*Your instructions*
Among the lines of the material, copy those that hold the string "long".

*Material shown*
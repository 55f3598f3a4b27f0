//! Comprehensive tests for the repr engine
//!
//! End-to-end behaviour: value → tag tree → HTML or terminal text.

use std::sync::LazyLock;

use repr_engine::layout::{Doc, Overflow};
use repr_engine::render::html::STYLESHEET;
use repr_engine::tag::{AttrValue, Child, vocab};
use repr_engine::{
    Backend, EngineError, H, Handled, HandlerTable, Hrepr, HtmlOptions, Interface, Layer, Object,
    Record, ReprError, Representable, Tag, TerminalOptions, TypeInfo, Value, builtins, make,
    represent,
};

/// Install a `RUST_LOG`-filtered subscriber. Only the first test to run
/// succeeds; the others keep the one already installed.
fn init_tracing() {
    let _already_installed = tracing_subscriber::fmt()
        .with_env_filter(tracing_subscriber::EnvFilter::from_default_env())
        .with_test_writer()
        .try_init()
        .is_err();
}

fn term(value: &Value) -> String {
    represent(value).expect("represent").to_terminal_string()
}

fn settings(pairs: &[(&str, bool)]) -> Layer {
    pairs.iter().map(|(k, v)| (k.to_string(), (*v).into())).collect()
}

fn limits(pairs: &[(&str, i64)]) -> Layer {
    pairs.iter().map(|(k, v)| (k.to_string(), (*v).into())).collect()
}

fn ints(ns: impl IntoIterator<Item = i64>) -> Value {
    Value::list(ns.into_iter().map(Value::Int))
}

fn child_tag(tag: &Tag, i: usize) -> Tag {
    tag.children()[i].as_tag().cloned().expect("tag child")
}

fn count_named(tag: &Tag, name: &str) -> usize {
    let own = usize::from(tag.name() == Some(name));
    own + tag
        .children()
        .iter()
        .filter_map(Child::as_tag)
        .map(|t| count_named(t, name))
        .sum::<usize>()
}

// ============================================================================
// SCENARIOS
// ============================================================================

#[test]
fn test_list_of_three_ints() {
    init_tracing();
    let node = represent(&ints([1, 2, 3])).expect("represent");
    let tag = node.tag();
    assert_eq!(tag.name(), Some(vocab::BRACKETED));
    assert_eq!(tag.get_str("start"), Some("["));
    assert_eq!(tag.get_str("end"), Some("]"));
    assert_eq!(tag.children().len(), 3);
    assert_eq!(node.to_terminal_string(), "[1, 2, 3]");

    let html = node.to_html_string().expect("html");
    assert!(html.starts_with(r#"<div class="hreprt-list hrepr-bracketed">"#));
    assert!(html.contains(r#"<span class="hreprt-int">2</span>"#));
}

#[test]
fn test_self_referential_list() {
    init_tracing();
    let x = Value::list([]);
    x.append(x.clone());

    let node = represent(&x).expect("cycles terminate");
    assert_eq!(node.to_terminal_string(), "#1=[⟳1=[...]]");
    let boxed = node.tag();
    assert_eq!(boxed.name(), Some(vocab::REF));
    assert_eq!(boxed.get_attribute("num"), Some(&AttrValue::Int(1)));
    let marker = child_tag(&child_tag(boxed, 0), 0);
    assert_eq!(marker.get_attribute("loop"), Some(&AttrValue::Bool(true)));
    assert_eq!(marker.get_attribute("num"), Some(&AttrValue::Int(1)));

    let short = Interface::default()
        .represent_with(&x, settings(&[("shortrefs", true)]))
        .expect("cycles terminate");
    assert_eq!(short.to_terminal_string(), "#1=[⟳1]");

    let html = node.to_html_string().expect("html");
    assert!(html.starts_with(r#"<div class="hrepr-refbox"><span class="hrepr-ref">#1=</span>"#));
    assert!(html.contains(r#"<span class="hrepr-ref">⟳1=</span>"#));
}

#[test]
fn test_most_specific_handler_wins() {
    let mut overlay = HandlerTable::new();
    overlay.register(&builtins::INT, |_, _| Ok(make::atom("int", None).into()));
    overlay.register(&builtins::BOOL, |_, _| Ok(make::atom("bool", None).into()));
    let interface = Interface::default().with_overlay(overlay);

    let node = interface.represent(&Value::Bool(true)).expect("represent");
    assert_eq!(node.to_terminal_string(), "bool");
    let node = interface.represent(&Value::Int(7)).expect("represent");
    assert_eq!(node.to_terminal_string(), "int");
}

#[test]
fn test_repeated_sibling_is_a_reference() {
    let v = ints([1]);
    let outer = Value::list([v.clone(), v]);
    assert_eq!(term(&outer), "[#1=[1], #1=[...]]");

    let bare = Interface::default()
        .represent_with(&outer, settings(&[("shortrefs", true)]))
        .expect("represent");
    assert_eq!(bare.to_terminal_string(), "[#1=[1], #1]");

    let full = Interface::default()
        .represent_with(&outer, settings(&[("norefs", true)]))
        .expect("represent");
    assert_eq!(full.to_terminal_string(), "[[1], [1]]");
    assert_eq!(count_named(full.tag(), vocab::REF), 0);
}

#[test]
fn test_breakable_at_width_five() {
    let doc = Doc::breakable("[", [Doc::text("aaaaaaaaaa"), Doc::text("bbbbbbbbbb")], "]");
    assert_eq!(doc.render(Some(5)), "[\n    aaaaaaaaaa\n    bbbbbbbbbb\n]");
}

// ============================================================================
// PROPERTIES
// ============================================================================

#[test]
fn test_structural_determinism() {
    let value = Value::dict([
        (Value::str("xs"), ints([1, 2, 3])),
        (Value::str("name"), Value::str("a fairly long string value")),
    ]);
    let interface = Interface::default();
    let a = interface.represent(&value).expect("represent");
    let b = interface.represent(&value).expect("represent");
    assert_eq!(a.tag(), b.tag());
}

#[test]
fn test_reference_numbers_are_per_call() {
    let v = ints([1]);
    let outer = Value::list([v.clone(), v]);
    let interface = Interface::default();
    let first = interface.represent(&outer).expect("represent");
    let second = interface.represent(&outer).expect("represent");
    assert_eq!(first.to_terminal_string(), second.to_terminal_string());
}

#[test]
fn test_two_cycles_get_distinct_numbers() {
    let a = Value::list([]);
    let b = Value::list([]);
    a.append(a.clone());
    b.append(b.clone());
    let outer = Value::list([a, b]);
    assert_eq!(term(&outer), "[#1=[⟳1=[...]], #2=[⟳2=[...]]]");
}

#[test]
fn test_max_depth_zero_uses_short_form() {
    let node = Interface::default()
        .represent_with(&ints([1, 2]), limits(&[("max_depth", 0)]))
        .expect("represent");
    assert_eq!(node.to_terminal_string(), "[...]");
}

#[test]
fn test_sequence_truncation() {
    let interface = Interface::default().variant(limits(&[("sequence_max", 5)]));
    let node = interface.represent(&ints(0..10)).expect("represent");
    assert_eq!(node.to_terminal_string(), "[0, 1, 2, ..., 8, 9]");
}

#[test]
fn test_terminal_lines_respect_width() {
    let long = Value::str(&"x".repeat(90));
    let value = Value::list([Value::Int(1), long, ints(0..30)]);
    let options = TerminalOptions {
        max_col: Some(30),
        tabsize: 4,
        overflow: Overflow::Break,
    };
    let out = Interface::default()
        .with_terminal_options(options)
        .represent(&value)
        .expect("represent")
        .to_terminal_string();
    assert!(out.lines().count() > 3);
    for line in out.lines() {
        assert!(line.chars().count() <= 30, "line too long: {line:?}");
    }
}

#[test]
fn test_resources_hoisted_once() {
    let css = H.style().with(".hit { color: red; }");
    let interface = Interface::default().with_postprocess(move |tag: Tag, value: &Value, _: &mut Hrepr| {
        match value {
            Value::Int(_) => tag.class("hit").resource(css.clone()),
            _ => tag,
        }
    });
    let page = interface.page(&ints([1, 2, 3])).expect("page");
    assert_eq!(page.matches(".hit { color: red; }").count(), 1);
    assert_eq!(page.matches(".hrepr-bracketed {").count(), 1);
    assert_eq!(page.matches(r#"class="hreprt-int hit""#).count(), 3);
    assert!(page.starts_with("<!DOCTYPE html>"));
    assert!(page.contains(STYLESHEET));
}

#[test]
fn test_string_cutoff_boundary() {
    init_tracing();
    let at = Value::str(&"x".repeat(20));
    let x20 = "x".repeat(20);
    assert_eq!(term(&Value::list([at.clone(), at])), format!("['{x20}', '{x20}']"));

    let over = Value::str(&"x".repeat(21));
    assert_eq!(
        term(&Value::list([over.clone(), over])),
        format!("[#1='{}', #1='{}...']", "x".repeat(21), "x".repeat(17))
    );
}

#[test]
fn test_bytes_cutoff_boundary() {
    let at = Value::bytes(&[7u8; 20]);
    assert_eq!(
        term(&Value::list([at.clone(), at])),
        "[07070707070707070..., 07070707070707070...]"
    );

    let over = Value::bytes(&[7u8; 21]);
    assert_eq!(
        term(&Value::list([over.clone(), over])),
        format!("[#1={}, #1=07070707070707070...]", "07".repeat(21))
    );
}

#[test]
fn test_resources_of_resources_reach_the_page() {
    let script = H.script().resource(H.style().with(".inner{}")).with("var x;");
    let interface = Interface::default().with_postprocess(move |tag: Tag, value: &Value, _: &mut Hrepr| {
        match value {
            Value::Int(_) => tag.resource(script.clone()),
            _ => tag,
        }
    });
    let page = interface.page(&ints([1, 2])).expect("page");
    assert_eq!(page.matches("<script>var x;</script>").count(), 1);
    assert_eq!(page.matches("<style>.inner{}</style>").count(), 1);
}

#[test]
fn test_attribute_pointing_at_representation_tag() {
    let target = make::atom(1, Some("int"));
    let value = Value::Tag(H.div().with((H.a().attr("href", target.clone()), target.clone())));
    let html = represent(&value)
        .expect("represent")
        .to_html_string()
        .expect("html");
    let id = target.id().expect("id allocated");
    assert!(html.contains(&format!(r##"<a href="#{id}"></a>"##)));
    assert!(html.contains(&format!(r#"<span class="hreprt-int" id="{id}">1</span>"#)));
}

#[test]
fn test_html_escapes_strings() {
    let node = represent(&Value::str("<b>\"x\" & 'y'</b> and then some")).expect("represent");
    let html = node.to_html_string().expect("html");
    assert!(html.contains("&lt;b&gt;&quot;x&quot; &amp; &#x27;y&#x27;&lt;/b&gt;"));
    assert!(!html.contains("<b>"));
}

// ============================================================================
// EXTENSION POINTS
// ============================================================================

static TEMPERATURE: LazyLock<TypeInfo> =
    LazyLock::new(|| TypeInfo::new("Temperature").in_module("weather"));
static HANDLE: LazyLock<TypeInfo> = LazyLock::new(|| TypeInfo::new("Handle").in_module("io"));

struct Temperature(f64);

impl Object for Temperature {
    fn type_info(&self) -> TypeInfo {
        TEMPERATURE.clone()
    }

    fn as_representable(&self) -> Option<&dyn Representable> {
        Some(self)
    }
}

impl Representable for Temperature {
    fn represent(&self, _hrepr: &mut Hrepr) -> Result<Handled, ReprError> {
        Ok(H.span().class("temperature").with(format!("{:.1}°C", self.0)).into())
    }

    fn resources(&self) -> Vec<Tag> {
        vec![H.style().with(".temperature { color: teal; }")]
    }
}

struct Handle(u32);

impl Object for Handle {
    fn type_info(&self) -> TypeInfo {
        HANDLE.clone()
    }

    fn describe(&self) -> Option<String> {
        Some(format!("fd={}", self.0))
    }
}

#[test]
fn test_representable_object() {
    let value = Value::object(Temperature(21.5));
    let node = represent(&value).expect("represent");
    assert_eq!(node.to_terminal_string(), "21.5°C");
    assert_eq!(node.to_html_string().expect("html"), r#"<span class="temperature">21.5°C</span>"#);
    let page = node.to_page_string().expect("page");
    assert!(page.contains(".temperature { color: teal; }"));
}

#[test]
fn test_registration_beats_representable() {
    let mut overlay = HandlerTable::new();
    overlay.register(&TEMPERATURE, |value, _| {
        let celsius = value.downcast_ref::<Temperature>().map_or(0.0, |t| t.0);
        Ok(make::atom(format!("{:.0}F", celsius * 9.0 / 5.0 + 32.0), None).into())
    });
    let node = Interface::default()
        .with_overlay(overlay)
        .represent(&Value::object(Temperature(100.0)))
        .expect("represent");
    assert_eq!(node.to_terminal_string(), "212F");
}

#[test]
fn test_generic_default() {
    let handle = Value::object(Handle(3));
    assert_eq!(term(&handle), "<io.Handle fd=3>");

    let twice = Value::list([handle.clone(), handle]);
    assert_eq!(term(&twice), "[#1=<io.Handle fd=3>, #1=<io.Handle fd=3>]");
}

#[test]
fn test_record_instance() {
    let point = TypeInfo::new("Point");
    let value = Value::record(Record::new(point).field("x", 1).field("y", 2));
    assert_eq!(term(&value), "Point(x=1, y=2)");

    let html = represent(&value).expect("represent").to_html_string().expect("html");
    assert!(html.starts_with(r#"<div class="hrepr-instance hreprl-v hreprt-Point">"#));
    assert!(html.contains(r#"<div class="hrepr-title">Point</div>"#));
}

#[test]
fn test_represent_all_shares_references() {
    let shared = ints([1, 2]);
    let node = Interface::default()
        .represent_all(&[shared.clone(), shared])
        .expect("represent");
    assert_eq!(node.tag().name(), Some("inline"));
    assert_eq!(count_named(node.tag(), vocab::REF), 2);
    assert_eq!(node.to_terminal_string(), "#1=[1, 2]#1=[...]");
}

#[test]
fn test_preprocess_hook() {
    let interface = Interface::default().with_preprocess(|value: Value, _: &mut Hrepr| match value {
        Value::Int(n) if n < 0 => Value::str("negative"),
        other => other,
    });
    let node = interface.represent(&ints([1, -1])).expect("represent");
    assert_eq!(node.to_terminal_string(), "[1, 'negative']");
}

#[test]
fn test_backend_selection() {
    let value = ints([1]);
    let html = Interface::default().represent(&value).expect("represent");
    assert!(html.render().expect("render").starts_with("<div"));

    let text = Interface::default()
        .with_backend(Backend::Terminal)
        .represent(&value)
        .expect("represent");
    assert_eq!(text.render().expect("render"), "[1]");
}

#[test]
fn test_pretty_html() {
    let node = Interface::default()
        .with_html_options(HtmlOptions::pretty(40))
        .represent(&ints(0..20))
        .expect("represent");
    let html = node.to_html_string().expect("html");
    assert!(html.lines().count() > 1);
    assert!(html.lines().any(|line| line.starts_with("    ")));
}

// ============================================================================
// ERRORS
// ============================================================================

#[test]
fn test_handler_returning_text_names_the_type() {
    let mut overlay = HandlerTable::new();
    overlay.register(&builtins::LIST, |_, _| Ok(Handled::Node(Child::Text("bad".into()))));
    let err = Interface::default()
        .with_overlay(overlay)
        .represent(&ints([1]))
        .expect_err("text is not a tag");
    assert!(matches!(&err, EngineError::Repr(ReprError::NotATag { type_name, .. }) if type_name == "list"));
    assert!(err.to_string().contains("list"));
}

#[test]
fn test_custom_handler_error() {
    let mut overlay = HandlerTable::new();
    overlay.register(&builtins::DICT, |value, _| {
        Err(ReprError::handler(&value.type_info(), "dicts are not allowed here"))
    });
    let err = Interface::default()
        .with_overlay(overlay)
        .represent(&Value::dict([]))
        .expect_err("handler fails");
    assert_eq!(
        err.to_string(),
        "Representation error: Handler for dict failed: dicts are not allowed here"
    );
}

#[test]
fn test_void_tag_with_children_fails_to_render() {
    let node = represent(&Value::Tag(H.br().with("x"))).expect("represent");
    let err = node.to_html_string().expect_err("void tags have no children");
    assert!(matches!(err, EngineError::Render(_)));
    assert_eq!(node.to_terminal_string(), "x");
}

*Exercise response*
        (Value::str("name"), Value::str("a fairly long string value")),
    let long = Value::str(&"x".repeat(90));
    let value = Value::list([Value::Int(1), long, ints(0..30)]);
        assert!(line.chars().count() <= 30, "line too long: {line:?}");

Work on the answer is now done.